In the past, she has missed two or three days of school whenever she has an attack. She said that had led the school’s leadership to threaten to kick her out. Her new bus stop is six blocks away from her house.
The transportation department told her mom it needs the school to register her disability with a 504 plan (a form of government documentation) to make the change.
58 Calls, No Response
On Wednesday afternoon, the district sent out an email telling parents that administrators are reviewing their requests to move bus stops. The email said the district is aiming to get through the backlog by Friday, Sept. 6, a week and a half away.
“We are aware of your concerns about the changes in bus stops. These changes were made to shorten bus route times and promote student health,” the email read. “We will review and make adjustments on a case-by-case basis.”
The email said to call the district’s Transportation Department at 475 – 220-1600.
Staffers from other departments within Central Office said that they’d given up phone lines to handle the call volume. But when this reporter called twice over a 15-minute period on Wednesday afternoon, the line beeped with a busy signal.
Alyssa Cocce, an Ansonia parent whose daughter attends Engineering & Science University Magnet School, said she called six times on Monday, 19 times on Tuesday, and 58 times on Wednesday without being able to speak to anyone about arranging a safer pickup spot than the three-way intersection the district picked.
The email said parents could also ask for a change request form at their child’s school.
The district posted the same message on Facebook, where more than 115 parents wrote in about their problems within the first two hours it was up.
Around 12:30 p.m., Nijija-Ife Waters, the City-Wide Parent Team president, arrived at 54 Meadow St. to speak to parents. She told them that the district is eliminating bus stops to save money.
“It wasn’t something that Central Office just decided to do,” she told two moms. “We are in a deficit. The decision that was made was not made because they just don’t care about parents.”
(Waters claimed that the idea had come from the Budget Mitigation Committee, an advisory panel. “The reforms were in progress before we convened,” said Jill Kelly, the committee’s co-chair, adding that the committee had only asked the district to look into starting a campaign to let parents know they can opt out of putting their kids on the bus.)

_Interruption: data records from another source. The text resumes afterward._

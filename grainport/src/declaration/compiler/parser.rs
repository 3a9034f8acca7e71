//! Recursive-descent parser for endpoint programs.
//!
//! # Grammar
//!
//! ```text
//! program    := import* namespace*
//! import     := "use" path ";"
//! path       := ident ("::" ident)*
//! namespace  := "namespace" dotted "{" member* "}"
//! dotted     := ident ("." ident)*
//! member     := interface | adapter
//! interface  := "interface" ident ":" dotted ("," dotted)* ";"
//! adapter    := "adapter" ident ":" dotted ("," dotted)* "for" string ";"
//! ```
//!
//! Errors are reported as diagnostics; the parser then skips to the next
//! `;` or `}` and carries on, so one bad line does not hide the rest.

use super::diagnostic::{codes, Diagnostic};
use super::lexer::{Token, TokenKind};

#[derive(Debug, Clone, PartialEq, Eq)]
pub(super) struct Program {
    pub imports: Vec<Import>,
    pub namespaces: Vec<Namespace>,
}

#[derive(Debug, Clone, PartialEq, Eq)]
pub(super) struct Import {
    pub path: String,
    pub line: u32,
}

#[derive(Debug, Clone, PartialEq, Eq)]
pub(super) struct Namespace {
    pub name: String,
    pub line: u32,
    pub members: Vec<Member>,
}

#[derive(Debug, Clone, PartialEq, Eq)]
pub(super) enum Member {
    Interface(InterfaceDecl),
    Adapter(AdapterDecl),
}

#[derive(Debug, Clone, PartialEq, Eq)]
pub(super) struct InterfaceDecl {
    pub name: String,
    pub bases: Vec<TypeRef>,
    pub line: u32,
}

#[derive(Debug, Clone, PartialEq, Eq)]
pub(super) struct AdapterDecl {
    pub name: String,
    pub bases: Vec<TypeRef>,
    pub code: String,
    pub line: u32,
}

#[derive(Debug, Clone, PartialEq, Eq)]
pub(super) struct TypeRef {
    pub name: String,
    pub line: u32,
}

/// Marker for a reported syntax error; the diagnostic is already recorded.
struct SyntaxError;

type ParseResult<T> = Result<T, SyntaxError>;

pub(super) struct Parser<'a> {
    tokens: Vec<Token>,
    pos: usize,
    diagnostics: &'a mut Vec<Diagnostic>,
}

impl<'a> Parser<'a> {
    pub(super) fn new(tokens: Vec<Token>, diagnostics: &'a mut Vec<Diagnostic>) -> Self {
        Self {
            tokens,
            pos: 0,
            diagnostics,
        }
    }

    pub(super) fn parse(mut self) -> Program {
        let mut program = Program {
            imports: Vec::new(),
            namespaces: Vec::new(),
        };

        loop {
            match self.peek().kind.clone() {
                TokenKind::Eof => break,
                TokenKind::Ident(keyword) if keyword == "use" => match self.import() {
                    Ok(import) => {
                        if !program.namespaces.is_empty() {
                            self.error(
                                codes::UNEXPECTED_DECLARATION,
                                import.line,
                                "A using clause must precede all other elements defined in the program",
                            );
                        }
                        program.imports.push(import);
                    }
                    Err(SyntaxError) => self.recover(),
                },
                TokenKind::Ident(keyword) if keyword == "namespace" => match self.namespace() {
                    Ok(namespace) => program.namespaces.push(namespace),
                    Err(SyntaxError) => self.recover(),
                },
                other => {
                    let line = self.peek().line;
                    self.error(
                        codes::UNEXPECTED_DECLARATION,
                        line,
                        format!("Expected 'use' or 'namespace', found {}", other.describe()),
                    );
                    self.recover();
                }
            }
        }

        program
    }

    fn import(&mut self) -> ParseResult<Import> {
        let line = self.bump().line;
        let mut segments = vec![self.ident()?];
        while self.eat(&TokenKind::PathSep) {
            segments.push(self.ident()?);
        }
        self.expect(&TokenKind::Semi)?;
        Ok(Import {
            path: segments.join("::"),
            line,
        })
    }

    fn namespace(&mut self) -> ParseResult<Namespace> {
        let line = self.bump().line;
        let name = self.dotted()?;
        self.expect(&TokenKind::LBrace)?;

        let mut members = Vec::new();
        loop {
            match self.peek().kind.clone() {
                TokenKind::RBrace => {
                    self.bump();
                    break;
                }
                TokenKind::Eof => {
                    let line = self.peek().line;
                    self.error(codes::EXPECTED_TOKEN, line, "'}' expected");
                    break;
                }
                TokenKind::Ident(keyword) if keyword == "interface" => {
                    match self.interface() {
                        Ok(decl) => members.push(Member::Interface(decl)),
                        Err(SyntaxError) => self.recover_member(),
                    }
                }
                TokenKind::Ident(keyword) if keyword == "adapter" => match self.adapter() {
                    Ok(decl) => members.push(Member::Adapter(decl)),
                    Err(SyntaxError) => self.recover_member(),
                },
                other => {
                    let line = self.peek().line;
                    self.error(
                        codes::UNEXPECTED_DECLARATION,
                        line,
                        format!(
                            "Expected 'interface' or 'adapter', found {}",
                            other.describe()
                        ),
                    );
                    self.recover_member();
                }
            }
        }

        Ok(Namespace {
            name,
            line,
            members,
        })
    }

    fn interface(&mut self) -> ParseResult<InterfaceDecl> {
        let line = self.bump().line;
        let name = self.ident()?;
        self.expect(&TokenKind::Colon)?;
        let bases = self.base_list()?;
        self.expect(&TokenKind::Semi)?;
        Ok(InterfaceDecl { name, bases, line })
    }

    fn adapter(&mut self) -> ParseResult<AdapterDecl> {
        let line = self.bump().line;
        let name = self.ident()?;
        self.expect(&TokenKind::Colon)?;
        let bases = self.base_list()?;
        self.keyword("for")?;
        let code = self.string()?;
        self.expect(&TokenKind::Semi)?;
        Ok(AdapterDecl {
            name,
            bases,
            code,
            line,
        })
    }

    fn base_list(&mut self) -> ParseResult<Vec<TypeRef>> {
        let mut bases = Vec::new();
        loop {
            let line = self.peek().line;
            bases.push(TypeRef {
                name: self.dotted()?,
                line,
            });
            if !self.eat(&TokenKind::Comma) {
                return Ok(bases);
            }
        }
    }

    fn dotted(&mut self) -> ParseResult<String> {
        let mut segments = vec![self.ident()?];
        while self.eat(&TokenKind::Dot) {
            segments.push(self.ident()?);
        }
        Ok(segments.join("."))
    }

    fn ident(&mut self) -> ParseResult<String> {
        match self.peek().kind.clone() {
            TokenKind::Ident(name) => {
                self.bump();
                Ok(name)
            }
            other => Err(self.unexpected("Identifier", &other)),
        }
    }

    fn string(&mut self) -> ParseResult<String> {
        match self.peek().kind.clone() {
            TokenKind::Str(value) => {
                self.bump();
                Ok(value)
            }
            other => Err(self.unexpected("String literal", &other)),
        }
    }

    fn keyword(&mut self, keyword: &str) -> ParseResult<()> {
        match self.peek().kind.clone() {
            TokenKind::Ident(name) if name == keyword => {
                self.bump();
                Ok(())
            }
            other => Err(self.unexpected(&format!("'{keyword}'"), &other)),
        }
    }

    fn expect(&mut self, kind: &TokenKind) -> ParseResult<()> {
        if self.eat(kind) {
            Ok(())
        } else {
            let found = self.peek().kind.clone();
            Err(self.unexpected(&kind.describe(), &found))
        }
    }

    fn unexpected(&mut self, expected: &str, found: &TokenKind) -> SyntaxError {
        let line = self.peek().line;
        self.error(
            codes::EXPECTED_TOKEN,
            line,
            format!("{expected} expected, found {}", found.describe()),
        );
        SyntaxError
    }

    /// Skip to just past the next `;` or `}` at top level.
    fn recover(&mut self) {
        loop {
            match self.bump().kind {
                TokenKind::Semi | TokenKind::RBrace | TokenKind::Eof => return,
                _ => {}
            }
        }
    }

    /// Skip past the next `;`, stopping before a `}` so the enclosing
    /// namespace still closes.
    fn recover_member(&mut self) {
        loop {
            match self.peek().kind {
                TokenKind::RBrace | TokenKind::Eof => return,
                TokenKind::Semi => {
                    self.bump();
                    return;
                }
                _ => {
                    self.bump();
                }
            }
        }
    }

    fn eat(&mut self, kind: &TokenKind) -> bool {
        if &self.peek().kind == kind {
            self.bump();
            true
        } else {
            false
        }
    }

    fn peek(&self) -> &Token {
        // The token stream always ends with Eof; never step past it.
        &self.tokens[self.pos.min(self.tokens.len() - 1)]
    }

    fn bump(&mut self) -> Token {
        let token = self.peek().clone();
        if self.pos < self.tokens.len() - 1 {
            self.pos += 1;
        }
        token
    }

    fn error(&mut self, code: &'static str, line: u32, message: impl Into<String>) {
        self.diagnostics.push(Diagnostic::error(code, line, message));
    }
}

#[cfg(test)]
mod tests {
    use super::super::lexer::tokenize;
    use super::*;

    fn parse(source: &str) -> (Program, Vec<Diagnostic>) {
        let mut diagnostics = Vec::new();
        let tokens = tokenize(source, &mut diagnostics);
        let program = Parser::new(tokens, &mut diagnostics).parse();
        (program, diagnostics)
    }

    #[test]
    fn test_parse_generated_block() {
        let (program, diagnostics) = parse(
            "use grainport::endpoint;\n\
             namespace Fun.Foo {\n\
                 interface IA : IActorEndpoint;\n\
                 adapter A : ActorEndpoint, IA for \"Foo.A\";\n\
             }\n",
        );

        assert!(diagnostics.is_empty(), "{diagnostics:?}");
        assert_eq!(program.imports[0].path, "grainport::endpoint");
        let namespace = &program.namespaces[0];
        assert_eq!(namespace.name, "Fun.Foo");
        assert_eq!(namespace.members.len(), 2);
        match &namespace.members[1] {
            Member::Adapter(adapter) => {
                assert_eq!(adapter.name, "A");
                assert_eq!(adapter.code, "Foo.A");
                assert_eq!(adapter.bases.len(), 2);
                assert_eq!(adapter.line, 4);
            }
            other => panic!("expected adapter, got {other:?}"),
        }
    }

    #[test]
    fn test_recovers_after_bad_member() {
        let (program, diagnostics) = parse(
            "namespace Fun.Foo {\n\
                 interface : IActorEndpoint;\n\
                 interface IB : IActorEndpoint;\n\
             }\n",
        );

        assert_eq!(diagnostics.len(), 1);
        assert_eq!(diagnostics[0].code, codes::EXPECTED_TOKEN);
        assert_eq!(diagnostics[0].line, 2);
        assert_eq!(program.namespaces[0].members.len(), 1);
    }

    #[test]
    fn test_missing_closing_brace() {
        let (program, diagnostics) = parse("namespace Fun.Foo { interface IA : X;");
        assert_eq!(program.namespaces.len(), 1);
        assert!(diagnostics.iter().any(|d| d.message.contains("'}' expected")));
    }

    #[test]
    fn test_unknown_top_level_item() {
        let (program, diagnostics) = parse("class Foo; namespace Fun { }");
        assert_eq!(diagnostics[0].code, codes::UNEXPECTED_DECLARATION);
        assert_eq!(program.namespaces.len(), 1);
    }

    #[test]
    fn test_contextual_keywords_as_names() {
        let (program, diagnostics) =
            parse("namespace Fun.interface { adapter adapter : ActorEndpoint for \"x\"; }");
        assert!(diagnostics.is_empty(), "{diagnostics:?}");
        assert_eq!(program.namespaces[0].name, "Fun.interface");
    }
}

Some parents said the savings aren’t worth it, arguing that they’d rather know their kids are safe than have more teachers in the classroom.
Ana Correa, whose 9‑year-old daughter will attend Betsy Ross Arts Magnet School, said she didn’t want her daughter walking to Davenport Avenue. She came to Meadow Street on Wednesday to ask for permission to drop her daughter off at a friend’s daycare center about a mile away.
“What happens if something happens to her? I’m going to be worrying at work,” Correa said. “Upstairs, they said they want all kids together to save on gas money. But how can we get all the kids safely there? It’s safe at the bus stop, but not on the way.”
What if that meant an extra teacher or librarian at her daughter’s school? “It doesn’t make sense for me,” Correa said. “In this school, you’ve already got teachers. But what happens outside? The kids need safety, inside and outside.”